Maintaining and expanding the student base
A good question to ask yourself in regard to maintaining and expanding your student base is what attracted you towards your favourite yoga teachers? What did they have that inspired you, motivated you and made you want to learn from them? Quite often it’s not so much what the teacher is teaching but more about how the teacher teaches—what qualities and virtues shine out from the way they teach and deport themselves? From my own experience, when a teacher connects with genuine care, the student reciprocates and will invest more of themselves. I have worked with many well known teachers, and to be honest, I have learned more and been motivated to keep learning from teachers who embody what they teach.
On this point Keely writes,
“From a teacher’s perspective, our students really enjoy when they practice along-side us - we always make an effort to practice at the studio; not only to support our teachers, but so our community can see that we do practice what we preach!”
Another key ingredient in maintaining students is to understand what they want and whether or not they are being fulfilled. This can only be ascertained through feedback—so an endeavour on the teachers part to communicate with students—find out how they’re doing—what their challenges are—what their goals are and giving pointers on how to realise them is invaluable.
Additionally you can look at what kind of offers to provide students; for example, memberships, introductory offers or weekly and monthly programs. Students appreciate flexibility both in how they can participate and how they can pay. I know one teacher who runs three very successful yoga studios in Melbourne who generously lets her students delay payment for classes they attend when she knows their finances are a bit tight. This act of kindness can increase loyalty and respect for the teacher.

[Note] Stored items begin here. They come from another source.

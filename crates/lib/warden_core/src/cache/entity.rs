use std::marker::PhantomData;
use std::sync::Arc;
use std::time::Duration;

use rand::Rng;
use serde::Serialize;
use serde::de::DeserializeOwned;
use tracing::{debug, warn};

use super::CacheStore;
use crate::models::pagination::{ListQuery, Page};

/// Base TTL for single-entity entries.
pub const ENTITY_TTL: Duration = Duration::from_secs(15 * 60);

/// Base TTL for list entries; shorter because any write drops them.
pub const LIST_TTL: Duration = Duration::from_secs(60);

/// Upper bound (exclusive) of the random jitter added to every TTL.
pub const JITTER_MAX_SECS: u64 = 60;

/// `base` plus a random 0..60 s offset.
pub fn jittered(base: Duration) -> Duration {
    base + Duration::from_secs(rand::rng().random_range(0..JITTER_MAX_SECS))
}

/// Typed cache-aside view over a [`CacheStore`] for one entity type.
///
/// Keys are namespaced as `warden:{entity}:get:{id}` for the primary key,
/// `warden:{entity}:{field}:{value}` for alternate keys and
/// `warden:{entity}:list:{query}` for list pages. Without a store every read
/// misses and every write is a no-op.
pub struct EntityCache<T> {
    store: Option<Arc<dyn CacheStore>>,
    entity: &'static str,
    _marker: PhantomData<fn() -> T>,
}

impl<T> Clone for EntityCache<T> {
    fn clone(&self) -> Self {
        Self {
            store: self.store.clone(),
            entity: self.entity,
            _marker: PhantomData,
        }
    }
}

impl<T> EntityCache<T>
where
    T: Serialize + DeserializeOwned + Send + Sync,
{
    pub fn new(store: Option<Arc<dyn CacheStore>>, entity: &'static str) -> Self {
        Self {
            store,
            entity,
            _marker: PhantomData,
        }
    }

    pub fn id_key(&self, id: i64) -> String {
        format!("warden:{}:get:{id}", self.entity)
    }

    pub fn alt_key(&self, field: &str, value: &str) -> String {
        format!("warden:{}:{field}:{value}", self.entity)
    }

    pub fn list_key(&self, query: &ListQuery) -> String {
        format!("warden:{}:list:{}", self.entity, query.cache_fragment())
    }

    fn list_pattern(&self) -> String {
        format!("warden:{}:list:*", self.entity)
    }

    pub async fn get(&self, key: &str) -> Option<T> {
        self.read(key).await
    }

    pub async fn set(&self, key: &str, value: &T) {
        self.write(key, value, ENTITY_TTL).await;
    }

    pub async fn get_list(&self, query: &ListQuery) -> Option<Page<T>> {
        self.read(&self.list_key(query)).await
    }

    pub async fn set_list(&self, query: &ListQuery, page: &Page<T>) {
        self.write(&self.list_key(query), page, LIST_TTL).await;
    }

    /// Drop the given keys. Failures are logged only.
    pub async fn invalidate(&self, keys: &[String]) {
        let Some(store) = &self.store else { return };
        if let Err(e) = store.delete(keys).await {
            warn!(entity = self.entity, error = %e, "cache invalidation failed");
        }
    }

    /// Drop every entry of this entity type, lists included.
    pub async fn invalidate_all(&self) {
        let Some(store) = &self.store else { return };
        let pattern = format!("warden:{}:*", self.entity);
        if let Err(e) = store.delete_pattern(&pattern).await {
            warn!(entity = self.entity, error = %e, "cache invalidation failed");
        }
    }

    /// Drop every cached list page of this entity type.
    pub async fn invalidate_all_lists(&self) {
        let Some(store) = &self.store else { return };
        if let Err(e) = store.delete_pattern(&self.list_pattern()).await {
            warn!(entity = self.entity, error = %e, "cache list invalidation failed");
        }
    }

    async fn read<V: DeserializeOwned>(&self, key: &str) -> Option<V> {
        let store = self.store.as_ref()?;
        let raw = match store.get(key).await {
            Ok(Some(raw)) => raw,
            Ok(None) => {
                debug!(key, "cache miss");
                return None;
            }
            Err(e) => {
                warn!(key, error = %e, "cache read failed");
                return None;
            }
        };
        match serde_json::from_str(&raw) {
            Ok(value) => Some(value),
            Err(e) => {
                warn!(key, error = %e, "cache entry undecodable");
                None
            }
        }
    }

    async fn write<V: Serialize>(&self, key: &str, value: &V, base: Duration) {
        let Some(store) = &self.store else { return };
        let raw = match serde_json::to_string(value) {
            Ok(raw) => raw,
            Err(e) => {
                warn!(key, error = %e, "cache entry unencodable");
                return;
            }
        };
        if let Err(e) = store.set(key, raw, jittered(base)).await {
            warn!(key, error = %e, "cache write failed");
        }
    }
}

#[cfg(test)]
mod tests {
    use async_trait::async_trait;
    use chrono::Utc;

    use super::*;
    use crate::cache::memory::MemoryCacheStore;
    use crate::cache::{CacheError, CacheResult};
    use crate::models::rbac::Role;

    struct BrokenStore;

    #[async_trait]
    impl CacheStore for BrokenStore {
        async fn get(&self, _: &str) -> CacheResult<Option<String>> {
            Err(CacheError::Backend("down".into()))
        }
        async fn set(&self, _: &str, _: String, _: Duration) -> CacheResult<()> {
            Err(CacheError::Backend("down".into()))
        }
        async fn delete(&self, _: &[String]) -> CacheResult<()> {
            Err(CacheError::Backend("down".into()))
        }
        async fn delete_pattern(&self, _: &str) -> CacheResult<()> {
            Err(CacheError::Backend("down".into()))
        }
        async fn keys(&self, _: &str) -> CacheResult<Vec<String>> {
            Err(CacheError::Backend("down".into()))
        }
    }

    fn role(id: i64) -> Role {
        let now = Utc::now();
        Role {
            id,
            name: format!("role{id}"),
            created_at: now,
            updated_at: now,
        }
    }

    #[test]
    fn jitter_stays_within_bounds() {
        for _ in 0..100 {
            let ttl = jittered(LIST_TTL);
            assert!(ttl >= LIST_TTL);
            assert!(ttl < LIST_TTL + Duration::from_secs(JITTER_MAX_SECS));
        }
        assert!(LIST_TTL < ENTITY_TTL);
    }

    #[tokio::test]
    async fn set_then_get_returns_equal_entity() {
        let cache: EntityCache<Role> =
            EntityCache::new(Some(Arc::new(MemoryCacheStore::new())), "role");
        let r = role(7);
        cache.set(&cache.id_key(7), &r).await;
        assert_eq!(cache.get(&cache.id_key(7)).await, Some(r));

        cache.invalidate(&[cache.id_key(7)]).await;
        assert_eq!(cache.get(&cache.id_key(7)).await, None);
    }

    #[tokio::test]
    async fn invalidate_all_lists_keeps_entity_entries() {
        let store = Arc::new(MemoryCacheStore::new());
        let cache: EntityCache<Role> = EntityCache::new(Some(store.clone()), "role");
        let page = Page {
            items: vec![role(1)],
            total: 1,
            page: 1,
            per_page: 20,
        };
        let q1 = ListQuery::default();
        let q2 = ListQuery {
            keyword: Some("adm".into()),
            ..ListQuery::default()
        };
        cache.set_list(&q1, &page).await;
        cache.set_list(&q2, &page).await;
        cache.set(&cache.id_key(1), &role(1)).await;

        cache.invalidate_all_lists().await;
        assert!(cache.get_list(&q1).await.is_none());
        assert!(cache.get_list(&q2).await.is_none());
        assert!(cache.get(&cache.id_key(1)).await.is_some());
    }

    #[tokio::test]
    async fn backend_failures_are_misses() {
        let cache: EntityCache<Role> = EntityCache::new(Some(Arc::new(BrokenStore)), "role");
        cache.set(&cache.id_key(1), &role(1)).await;
        assert!(cache.get(&cache.id_key(1)).await.is_none());
        cache.invalidate(&[cache.id_key(1)]).await;
        cache.invalidate_all_lists().await;
    }

    #[tokio::test]
    async fn nil_store_is_a_permanent_miss() {
        let cache: EntityCache<Role> = EntityCache::new(None, "role");
        cache.set(&cache.id_key(1), &role(1)).await;
        assert!(cache.get(&cache.id_key(1)).await.is_none());
    }
}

Another approach is to look at what tools are available to provide you with the information, understanding and resources that support you working as a successful business enterprise—and there are many.
Here’s another tip from Aimee,
“Use the right tools for the job - work smart, not hard - I love the Mindbody app; my day job is Maintenance Analyst in the mines and “mindbody” gives me all the analytics I could dream of. Same goes for marketing; Canvas app is a great tool, along with Google AdWords and especially Keyword Planner, as it validates that there are over 1-10m searches for yoga in our area every month; this info validates our market and improves our site’s SEO. A good website and an easy to use booking system is also essential. I use WIX preferably for the great free images & templates.”
And one thing to never ever forget, is; word of mouth is still the best and most reliable source of advertising. A happy and satisfied student will give you the most powerful advertisement of all—and it’s free!
“Word of mouth has been pivotal to our growth - ensure every individual receives more than a yoga class, but an experience. Listen to their stories, ask questions, interact and make them feel safe and nurtured. You never know who they'll share their experience with.”
Having considered all these points, and of course it goes without saying that there are many, many more that are not mentioned here in this article; for example, marketing, social media and creating your website to name just a few; you may think setting up a studio is an incredibly daunting task. But by educating yourself and doing good research, planning and setting achievable goals, you as a yoga teacher and your yoga studio can be enormously successful—on so many levels!
May your yoga studio thrive!
Many thanks to all the yoga teachers and yoga studio owners who contributed their knowledge, experience and space to this article.